A blob is a git object that contains the content of a file.
A tree is a git object that contains the direct content of a directory.
You might be wondering but how do I know which git object is representing which file or directory? Well, git use a special technique to create a unique identifier for each git object. This unique identifier is called OID (Object IDentifier).
The OID is created by hashing the content of the git object. The hashing algorithm used is SHA-1. The SHA-1 algorithm will generate a 40 characters long hexadecimal string. This string is the OID of the git object.

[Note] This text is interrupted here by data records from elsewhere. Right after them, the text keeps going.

// File: crates/simplify-core/src/simplify.rs
// Summary: Point-series simplification (radial pre-filter + perpendicular-distance divide and conquer).

use log::trace;

use crate::error::{InvalidInput, SimplifyError};
use crate::geometry::{sq_dist, sq_seg_dist};
use crate::options::{Quality, SimplifyOptions};
use crate::types::Point;

/// Simplify `points`, returning an order-preserving subsequence that keeps the
/// first and last point and stays within `options.tolerance` of the input curve.
///
/// Series shorter than 3 points and a zero tolerance are returned unchanged.
/// Non-finite coordinates or an invalid tolerance fail before any work is done.
pub fn simplify(points: &[Point], options: &SimplifyOptions) -> Result<Vec<Point>, SimplifyError> {
    let kept = simplify_indices(points, options)?;
    Ok(kept.into_iter().map(|i| points[i]).collect())
}

/// Tuple flavour of [`simplify`] for `(x, y)` chart data.
pub fn simplify_xy(points: &[(f64, f64)], options: &SimplifyOptions) -> Result<Vec<(f64, f64)>, SimplifyError> {
    let pts: Vec<Point> = points.iter().map(|&p| Point::from(p)).collect();
    let kept = simplify_indices(&pts, options)?;
    Ok(kept.into_iter().map(|i| points[i]).collect())
}

/// Indices (strictly increasing) of the input points that survive simplification.
pub fn simplify_indices(points: &[Point], options: &SimplifyOptions) -> Result<Vec<usize>, SimplifyError> {
    options.validate()?;
    check_finite(points)?;

    let n = points.len();
    if n < 3 || options.is_noop() {
        return Ok((0..n).collect());
    }

    let sq_tol = options.sq_tolerance();
    let kept = match options.quality {
        Quality::Precise => perpendicular_indices(points, sq_tol),
        Quality::Fast => {
            let radial = radial_indices(points, sq_tol);
            let reduced: Vec<Point> = radial.iter().map(|&i| points[i]).collect();
            perpendicular_indices(&reduced, sq_tol)
                .into_iter()
                .map(|k| radial[k])
                .collect()
        }
    };
    trace!("simplify: {} -> {} points ({}, tolerance {})", n, kept.len(), options.quality, options.tolerance);
    Ok(kept)
}

/// Stage A on its own: drop every point closer than `sqrt(sq_tolerance)` to the
/// last kept point. The final input point is always kept.
pub fn radial_prefilter(points: &[Point], sq_tolerance: f64) -> Vec<Point> {
    radial_indices(points, sq_tolerance).into_iter().map(|i| points[i]).collect()
}

fn check_finite(points: &[Point]) -> Result<(), SimplifyError> {
    match points.iter().position(|p| !p.is_finite()) {
        Some(index) => {
            let p = points[index];
            Err(InvalidInput::NonFiniteCoordinate { index, x: p.x, y: p.y }.into())
        }
        None => Ok(()),
    }
}

fn radial_indices(points: &[Point], sq_tolerance: f64) -> Vec<usize> {
    let n = points.len();
    if n == 0 { return Vec::new(); }
    let mut kept = Vec::with_capacity(n);
    kept.push(0);
    let mut anchor = points[0];
    for (i, &p) in points.iter().enumerate().skip(1) {
        if sq_dist(p, anchor) >= sq_tolerance {
            kept.push(i);
            anchor = p;
        }
    }
    if n > 1 && kept.last() != Some(&(n - 1)) {
        kept.push(n - 1);
    }
    kept
}

/// Stage B. Ranges waiting to be split live on an explicit stack so depth never
/// touches the call stack; every pending range has a disjoint interior, so the
/// stack holds at most `n` entries.
fn perpendicular_indices(points: &[Point], sq_tolerance: f64) -> Vec<usize> {
    let n = points.len();
    if n < 3 { return (0..n).collect(); }

    let mut keep = vec![false; n];
    keep[0] = true;
    keep[n - 1] = true;

    let mut stack: Vec<(usize, usize)> = vec![(0, n - 1)];
    while let Some((first, last)) = stack.pop() {
        if last - first < 2 { continue; }

        let a = points[first];
        let b = points[last];
        let mut max_sq = -1.0f64;
        let mut max_idx = first;
        for (i, &p) in points.iter().enumerate().take(last).skip(first + 1) {
            let d = sq_seg_dist(p, a, b);
            // strict: the first maximum wins ties
            if d > max_sq {
                max_sq = d;
                max_idx = i;
            }
        }

        if max_sq >= sq_tolerance {
            keep[max_idx] = true;
            stack.push((max_idx, last));
            stack.push((first, max_idx));
        }
    }

    keep.iter().enumerate().filter(|(_, &k)| k).map(|(i, _)| i).collect()
}

/// Point counts for the same input under each stage combination.
#[derive(Clone, Copy, Debug, PartialEq, Eq)]
pub struct PrefilterReport {
    pub input: usize,
    /// Stage A only.
    pub radial_only: usize,
    /// Stage B only (`Quality::Precise`).
    pub precise: usize,
    /// Stage A then Stage B (`Quality::Fast`).
    pub fast: usize,
}

impl PrefilterReport {
    /// Points the pre-filter removes on top of what the precise pass removes.
    /// Negative when the fast path keeps more points than the precise one.
    pub fn extra_reduction(&self) -> isize {
        self.precise as isize - self.fast as isize
    }

    /// Fraction of the input kept by the fast path.
    pub fn fast_ratio(&self) -> f64 {
        if self.input == 0 { 1.0 } else { self.fast as f64 / self.input as f64 }
    }
}

/// Run every stage combination at `tolerance` and report the surviving counts.
pub fn prefilter_report(points: &[Point], tolerance: f64) -> Result<PrefilterReport, SimplifyError> {
    let precise = simplify_indices(points, &SimplifyOptions::precise(tolerance))?.len();
    let fast = simplify_indices(points, &SimplifyOptions::fast(tolerance))?.len();
    let radial_only = if points.len() < 3 || tolerance == 0.0 {
        points.len()
    } else {
        radial_indices(points, tolerance * tolerance).len()
    };
    Ok(PrefilterReport { input: points.len(), radial_only, precise, fast })
}
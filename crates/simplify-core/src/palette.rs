// File: crates/simplify-core/src/palette.rs
// Summary: Named color schemes and a cycling palette for assigning series colors.

#[derive(Clone, Copy, Debug, PartialEq, Eq, Hash)]
pub struct Rgba {
    pub r: u8,
    pub g: u8,
    pub b: u8,
    pub a: u8,
}

impl Rgba {
    pub const fn new(r: u8, g: u8, b: u8, a: u8) -> Self { Self { r, g, b, a } }

    /// Parse `#rrggbb` (leading `#` optional); alpha is opaque.
    pub fn from_hex(hex: &str) -> Option<Self> {
        let h = hex.strip_prefix('#').unwrap_or(hex);
        if h.len() != 6 || !h.is_ascii() { return None; }
        let byte = |i: usize| u8::from_str_radix(&h[i..i + 2], 16).ok();
        Some(Self::new(byte(0)?, byte(2)?, byte(4)?, 255))
    }

    pub fn to_hex(&self) -> String {
        format!("#{:02x}{:02x}{:02x}", self.r, self.g, self.b)
    }
}

// Schemes are listed in the order colors are handed out.
const CLASSIC9: &[&str] = &[
    "#2f254a", "#491d37", "#7c2626", "#963b20", "#7d5836", "#c5a32f",
    "#ddcb53", "#a2b73c", "#848f39", "#4a6860", "#423d4f",
];
const SPECTRUM14: &[&str] = &[
    "#387aa3", "#649eb9", "#9dc2d3", "#a888c2", "#d8aad6", "#e7cbe6", "#a1d05d",
    "#bbe468", "#d2ed82", "#716c49", "#92875a", "#b2a470", "#dc8f70", "#ecb796",
];
const COLORWHEEL: &[&str] = &[
    "#cb513a", "#73c03a", "#65b9ac", "#4682b4", "#96557e", "#785f43", "#858772", "#b5b6a9",
];

/// Scheme names accepted by [`Palette::find`].
pub const SCHEMES: &[&str] = &["classic9", "spectrum14", "colorwheel"];

/// Hands out colors from a scheme in order, wrapping around when exhausted.
#[derive(Clone, Debug)]
pub struct Palette {
    pub name: &'static str,
    colors: Vec<Rgba>,
    next: usize,
}

impl Palette {
    fn from_scheme(name: &'static str, hexes: &[&str]) -> Self {
        let colors = hexes.iter().filter_map(|h| Rgba::from_hex(h)).collect();
        Self { name, colors, next: 0 }
    }

    pub fn classic9() -> Self { Self::from_scheme("classic9", CLASSIC9) }
    pub fn spectrum14() -> Self { Self::from_scheme("spectrum14", SPECTRUM14) }
    pub fn colorwheel() -> Self { Self::from_scheme("colorwheel", COLORWHEEL) }

    /// Find a scheme by name, falling back to classic9.
    pub fn find(name: &str) -> Self {
        match name.to_ascii_lowercase().as_str() {
            "spectrum14" => Self::spectrum14(),
            "colorwheel" => Self::colorwheel(),
            _ => Self::classic9(),
        }
    }

    pub fn len(&self) -> usize { self.colors.len() }

    pub fn is_empty(&self) -> bool { self.colors.is_empty() }

    /// Next color in the scheme.
    pub fn color(&mut self) -> Rgba {
        let c = self.colors[self.next % self.colors.len()];
        self.next = (self.next + 1) % self.colors.len();
        c
    }

    pub fn reset(&mut self) { self.next = 0; }
}

impl Default for Palette {
    fn default() -> Self { Self::classic9() }
}
// File: crates/simplify-core/src/geometry.rs
// Summary: Squared-distance helpers used by the simplifier.

use crate::types::Point;

#[inline]
pub fn clamp<T: PartialOrd>(v: T, lo: T, hi: T) -> T {
    if v < lo { lo } else if v > hi { hi } else { v }
}

/// Squared Euclidean distance between two points.
#[inline]
pub fn sq_dist(a: Point, b: Point) -> f64 {
    let dx = a.x - b.x;
    let dy = a.y - b.y;
    dx * dx + dy * dy
}

/// Above this magnitude squaring a coordinate span can overflow to infinity.
const SCALE_LIMIT: f64 = 1e150;

/// Squared distance from `p` to the closed segment `a`..`b`.
///
/// When the projection of `p` falls outside the segment the distance to the
/// nearer endpoint is returned; a degenerate segment (`a == b`) degrades to
/// point distance. Very large coordinates are normalised before squaring, so
/// the result saturates to infinity instead of becoming NaN.
#[inline]
pub fn sq_seg_dist(p: Point, a: Point, b: Point) -> f64 {
    let m = [p.x, p.y, a.x, a.y, b.x, b.y].iter().fold(0.0f64, |m, v| m.max(v.abs()));
    if m > SCALE_LIMIT {
        let s = |q: Point| Point::new(q.x / m, q.y / m);
        return sq_seg_dist_unscaled(s(p), s(a), s(b)) * m * m;
    }
    sq_seg_dist_unscaled(p, a, b)
}

fn sq_seg_dist_unscaled(p: Point, a: Point, b: Point) -> f64 {
    let dx = b.x - a.x;
    let dy = b.y - a.y;
    let len_sq = dx * dx + dy * dy;
    if len_sq == 0.0 {
        return sq_dist(p, a);
    }
    let t = clamp(((p.x - a.x) * dx + (p.y - a.y) * dy) / len_sq, 0.0, 1.0);
    let proj = Point::new(a.x + dx * t, a.y + dy * t);
    sq_dist(p, proj)
}
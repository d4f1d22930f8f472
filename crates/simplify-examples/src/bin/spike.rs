// File: crates/simplify-examples/src/bin/spike.rs
// Summary: Minimal example that simplifies a flat signal with one spike.

use simplify_core::{simplify, Point, SimplifyOptions};

fn main() {
    // Flat baseline with a single spike at x = 10
    let data: Vec<Point> = (0..=20)
        .map(|i| Point::new(i as f64, if i == 10 { 10.0 } else { 0.0 }))
        .collect();

    for opts in [SimplifyOptions::precise(8.0), SimplifyOptions::precise(0.5), SimplifyOptions::fast(8.0)] {
        match simplify(&data, &opts) {
            Ok(out) => {
                let xy: Vec<(f64, f64)> = out.iter().map(|p| p.to_xy()).collect();
                println!("tolerance {} ({}): {} -> {} points {:?}", opts.tolerance, opts.quality, data.len(), out.len(), xy);
            }
            Err(e) => eprintln!("simplify failed: {e}"),
        }
    }
}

Let's take an example. Let's say we have a file named foo.txt
with the following content:
Hello World!
The OID of this file will be generated by using:
SHA-1("blob 12\0Hello World!")
So what is happening here?
- First, we are using the type of the git object:
blob
ortree
. - Then, we are adding a space. (This is just a convention)
- Then, we are adding the length of the content of the file:
12
. - Then, we are adding a null character
\0
. This is used to separate the header from the content. - Finally, we are adding the content of the file:
Hello World!\n
.
The SHA-1 algorithm will generate the following hash:
c57eff55ebc0c54973903af5f72bac72762cf4f4
So now we have a unique identifier for our file. Let's try to do that with git.
mkdir git-objects
cd git-objects
git init
echo "Hello World!" > foo.txt
git add foo.txt
Now, go inside the .git/objects
folder. Right now, you should be wondering where is the file name with the c57eff55ebc0c54973903af5f72bac72762cf4f4
oid. Well, git is smart, having too many files in the same directory can make the system slow. To prevent this, git is using a special technique to store the git objects.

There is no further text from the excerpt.